Katchatheevu (, ) is a 163-acre uninhabited island administered by Sri Lanka and was a disputed territory claimed by India until 1976. The island is located between Neduntheevu, Sri Lanka and Rameswaram, India and has been traditionally used by both Sri Lankan Tamil and Indian fishermen. In 1974, then Prime Minister of India, Indira Gandhi ceded Katchatheevu to Sri Lanka under the "Indo-Sri Lankan Maritime agreement" aimed at resolving the maritime boundaries in the Palk Strait. Another agreement signed in 1976 restricted both the countries’ fishermen from fishing in the other’s exclusive economic zones.
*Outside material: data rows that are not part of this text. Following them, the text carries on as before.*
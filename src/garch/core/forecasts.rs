//! One-step-ahead variance forecasting from a fitted terminal state.
//!
//! Purpose
//! -------
//! Roll the fitted recursion one step past the sample. Forecasts are pure
//! functions of the model-space parameters and the last in-sample residual
//! and variance; no data are revisited.
//!
//! Key behaviors
//! -------------
//! - GARCH11:  `σ²_{T+1} = ω + α ε²_T + β σ²_T`.
//! - GJRGARCH: adds `γ ε²_T 𝟙[ε_T < 0]`.
//! - EGARCH:   `σ²_{T+1} = exp(ω + β ln σ²_T)`. With no new information the
//!   shock terms drop out and only the constant and the decayed
//!   log-variance remain.
//! - Volatility in percent is `√σ²_{T+1} · 100 / scale`, so the output does
//!   not depend on the scaling applied before estimation.
//!
//! Invariants & assumptions
//! ------------------------
//! - `last_variance > 0` (the in-sample path is guarded).
//! - Forecast variances are clamped with the same guards as the fit.
use serde::Serialize;

use crate::garch::core::{guards::VarianceGuards, params::GarchParams, variant::GarchVariant};

/// Terminal in-sample state needed to forecast.
#[derive(Debug, Clone, Copy, PartialEq, Serialize)]
pub struct TerminalState {
    /// Last residual `ε_T = r_T − μ`, in scaled units.
    pub last_residual: f64,
    /// Last conditional variance `σ²_T`, in scaled units.
    pub last_variance: f64,
}

/// One-step-ahead conditional variance in scaled units.
pub fn one_step_variance(
    variant: GarchVariant, params: &GarchParams, state: &TerminalState, guards: &VarianceGuards,
) -> f64 {
    let e = state.last_residual;
    let h = state.last_variance;
    match variant {
        GarchVariant::Garch => {
            guards.clamp_variance(params.omega + params.alpha * e * e + params.beta * h)
        }
        GarchVariant::GjrGarch => {
            let leverage = if e < 0.0 { params.gamma.unwrap_or(0.0) } else { 0.0 };
            let arch = (params.alpha + leverage) * e * e;
            guards.clamp_variance(params.omega + arch + params.beta * h)
        }
        GarchVariant::Egarch => {
            guards.clamp_log_variance(params.omega + params.beta * h.ln()).exp()
        }
    }
}

/// Convert a scaled variance into volatility in percent.
pub fn variance_to_vol_pct(variance: f64, scale: f64) -> f64 {
    variance.sqrt() * 100.0 / scale
}

#[cfg(test)]
mod tests {
    use super::*;
    use approx::assert_relative_eq;

    // -------------------------------------------------------------------------
    // Scope
    // -----
    // These tests cover:
    // - Closed-form one-step forecasts for each variant.
    // - The leverage switch in GJR-GARCH.
    // - Scale invariance of the percent conversion.
    // -------------------------------------------------------------------------

    fn params(gamma: Option<f64>) -> GarchParams {
        GarchParams { mu: 0.0, omega: 0.05, alpha: 0.1, gamma, beta: 0.85 }
    }

    #[test]
    // Purpose
    // -------
    // Each variant applies its update once from the terminal state.
    //
    // Given
    // -----
    // - ε_T = −1.5, σ²_T = 2.0, ω = 0.05, α = 0.1, γ = 0.2, β = 0.85.
    //
    // Expect
    // ------
    // - GARCH: 0.05 + 0.225 + 1.7 = 1.975.
    // - GJR:   1.975 + 0.45 = 2.425.
    // - EGARCH: exp(0.05 + 0.85 ln 2).
    fn one_step_variance_matches_closed_forms() {
        // Arrange
        let state = TerminalState { last_residual: -1.5, last_variance: 2.0 };
        let g = VarianceGuards::default();

        // Act
        let garch = one_step_variance(GarchVariant::Garch, &params(None), &state, &g);
        let gjr = one_step_variance(GarchVariant::GjrGarch, &params(Some(0.2)), &state, &g);
        let egarch = one_step_variance(GarchVariant::Egarch, &params(Some(0.2)), &state, &g);

        // Assert
        assert_relative_eq!(garch, 1.975, epsilon = 1e-12);
        assert_relative_eq!(gjr, 2.425, epsilon = 1e-12);
        assert_relative_eq!(egarch, (0.05 + 0.85 * 2.0_f64.ln()).exp(), epsilon = 1e-12);
    }

    #[test]
    fn gjr_leverage_only_applies_to_negative_shocks() {
        let g = VarianceGuards::default();
        let p = params(Some(0.2));
        let up = TerminalState { last_residual: 1.5, last_variance: 2.0 };
        let garch = one_step_variance(GarchVariant::Garch, &p, &up, &g);
        let gjr = one_step_variance(GarchVariant::GjrGarch, &p, &up, &g);
        assert_relative_eq!(garch, gjr, epsilon = 1e-12);
    }

    #[test]
    fn variance_to_vol_pct_undoes_scaling() {
        // Variance 4 in percent² is 2 %; the same day in fraction units is 4e-4.
        assert_relative_eq!(variance_to_vol_pct(4.0, 100.0), 2.0, epsilon = 1e-12);
        assert_relative_eq!(variance_to_vol_pct(4e-4, 1.0), 2.0, epsilon = 1e-12);
    }
}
Earlier, it was owned by the Ramnad Kingdom of Ramanathapuram Rameshwaram which later came under the Madras Presidency during British rule of India. It was recognised by Ceylon as part of British India after the delimitation of Gulf of Mannar and Palk Strait between the then governments of Madras and Ceylon. However in 1921, Sri Lanka reinstated its claims to Katchatheevu.

Geography 
Katchatheevu is a  island situated on the Sri Lankan side of the maritime boundary.

History 

During the medieval period, this island along with Pamban Island was in the possession of Jaffna Kingdom. From 17th century onwards island used to be a part of the Ramnad Kingdom which existed in Madurai district of India. Later, with British rule on the Indian subcontinent, the island became part of the Madras Presidency.
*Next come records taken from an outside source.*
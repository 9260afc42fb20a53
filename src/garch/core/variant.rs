//! GARCH-family variant selector.
//!
//! A single tagged enum replaces per-model types: every routine in
//! `garch::core` dispatches on [`GarchVariant`] for its parameter layout,
//! recursion, and forecast rule.
use std::{fmt, str::FromStr};

use serde::{Deserialize, Serialize};

use crate::garch::errors::GarchError;

/// The three supported conditional-variance specifications, all of order
/// (1, 1) with a constant mean.
#[derive(Debug, Clone, Copy, PartialEq, Eq, Hash, PartialOrd, Ord, Serialize, Deserialize)]
pub enum GarchVariant {
    /// Symmetric GARCH(1,1): `σ²_t = ω + α ε²_{t−1} + β σ²_{t−1}`.
    #[serde(rename = "GARCH11")]
    Garch,
    /// Exponential GARCH(1,1) on `ln σ²_t`.
    #[serde(rename = "EGARCH")]
    Egarch,
    /// Threshold GARCH(1,1) with a leverage term on negative shocks.
    #[serde(rename = "GJRGARCH")]
    GjrGarch,
}

impl GarchVariant {
    /// All variants in reporting order.
    pub const ALL: [GarchVariant; 3] =
        [GarchVariant::Garch, GarchVariant::Egarch, GarchVariant::GjrGarch];

    /// Model identifier used in forecast records and evaluation rows.
    pub fn name(self) -> &'static str {
        match self {
            GarchVariant::Garch => "GARCH11",
            GarchVariant::Egarch => "EGARCH",
            GarchVariant::GjrGarch => "GJRGARCH",
        }
    }

    /// Number of free parameters including the mean `μ`.
    pub fn n_params(self) -> usize {
        match self {
            GarchVariant::Garch => 4,
            GarchVariant::Egarch | GarchVariant::GjrGarch => 5,
        }
    }

    /// Whether the variant carries an asymmetry parameter `γ`.
    pub fn has_gamma(self) -> bool {
        !matches!(self, GarchVariant::Garch)
    }
}

impl fmt::Display for GarchVariant {
    fn fmt(&self, f: &mut fmt::Formatter<'_>) -> fmt::Result {
        f.write_str(self.name())
    }
}

impl FromStr for GarchVariant {
    type Err = GarchError;

    /// Accepts the model identifiers plus common spellings, case-insensitive:
    /// `GARCH11`/`GARCH`, `EGARCH`, `GJRGARCH`/`GJR-GARCH`/`GJR`.
    fn from_str(s: &str) -> Result<Self, Self::Err> {
        let key: String =
            s.chars().filter(|c| c.is_ascii_alphanumeric()).collect::<String>().to_lowercase();
        match key.as_str() {
            "garch" | "garch11" => Ok(GarchVariant::Garch),
            "egarch" | "egarch11" => Ok(GarchVariant::Egarch),
            "gjr" | "gjrgarch" | "gjrgarch11" => Ok(GarchVariant::GjrGarch),
            _ => Err(GarchError::UnknownVariant { name: s.to_string() }),
        }
    }
}

#[cfg(test)]
mod tests {
    use super::*;

    #[test]
    fn from_str_accepts_identifiers_and_spellings() {
        assert_eq!("GARCH11".parse::<GarchVariant>().unwrap(), GarchVariant::Garch);
        assert_eq!("egarch".parse::<GarchVariant>().unwrap(), GarchVariant::Egarch);
        assert_eq!("GJR-GARCH".parse::<GarchVariant>().unwrap(), GarchVariant::GjrGarch);
        assert!(matches!(
            "ARCH".parse::<GarchVariant>(),
            Err(GarchError::UnknownVariant { .. })
        ));
    }

    #[test]
    fn name_round_trips_through_from_str_and_serde() {
        for v in GarchVariant::ALL {
            assert_eq!(v.name().parse::<GarchVariant>().unwrap(), v);
            let json = serde_json::to_string(&v).unwrap();
            assert_eq!(json, format!("\"{}\"", v.name()));
        }
    }
}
Ownership of the island was controversial up until 1974 as during the British rule, the island was administered by both countries. India then recognized equal ownership with Sri Lanka. The legality of the transfer was challenged in the Indian Supreme Court since the recognizing was not ratified by the Indian Parliament. This recognition of an island that is culturally important to fishermen of Tamil Nadu state in India has led to some agitations by Tamil Nadu politicians that it should be claimed to Indian sovereignty. The island is also important for fishing grounds used by fishers from both countries. The Indo-Sri Lankan agreement allows Indian fishermen to fish around Katchatheevu and to dry their nets on the island. As part of the Sri Lankan Civil War, the arrangement led to many difficulties with the Sri Lankan Navy, which was deployed to prevent smuggling of weapons by the rebel group LTTE. The island has a Catholic shrine that attracted devotees from both countries.

The main problem continues to grow as more fisherman move into the Sri Lankan sea area for illegal poaching. In 2010 the Sri Lankan government issued a notice to the Tamil Nadu government saying the Indian court cannot nullify the 1974 agreement.
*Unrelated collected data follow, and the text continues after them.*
//! statistical_tests::errors — error type for residual diagnostics.
//!
//! Purpose
//! -------
//! Report malformed diagnostic inputs (too few residuals for the requested
//! lag, non-finite values, degenerate series) and invalid diagnostic
//! configuration through one enum, [`DiagError`].
//!
//! Conventions
//! -----------
//! - A lag of zero is a configuration error; a series not longer than the
//!   lag is a data error.
//! - Messages are phrased in terms of domain constraints (“1 ≤ L < n”)
//!   rather than implementation details.
use thiserror::Error;

use crate::errors::ErrorKind;

pub type DiagResult<T> = Result<T, DiagError>;

#[derive(Debug, Clone, PartialEq, Error)]
pub enum DiagError {
    // ---- Data ----
    #[error("Diagnostics Error: {n} residuals, lag {lag} requires more than {lag}")]
    InsufficientData { n: usize, lag: usize },

    #[error("Diagnostics Error: residual at index {index} is non-finite: {value}")]
    NonFiniteData { index: usize, value: f64 },

    #[error("Diagnostics Error: residuals have zero variance")]
    ZeroVariance,

    // ---- Configuration ----
    #[error("Diagnostics Error: lag must satisfy 1 ≤ L < n, got {lag}")]
    InvalidLag { lag: usize },
}

impl DiagError {
    pub fn kind(&self) -> ErrorKind {
        match self {
            DiagError::InsufficientData { .. }
            | DiagError::NonFiniteData { .. }
            | DiagError::ZeroVariance => ErrorKind::Data,
            DiagError::InvalidLag { .. } => ErrorKind::Config,
        }
    }
}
In June 2011 the new Tamil Nadu government led by the chief minister of Tamil Nadu, J. Jayalalithaa, filed a petition in the Supreme Court that the declaration of the 1974 and 1976 agreements between India and Sri Lanka on ceding of Katchatheevu to Sri Lanka were unconstitutional. The court ruled in the Berubari case that the cession of Indian territory to another country had to be ratified by parliament through amendment of the Constitution.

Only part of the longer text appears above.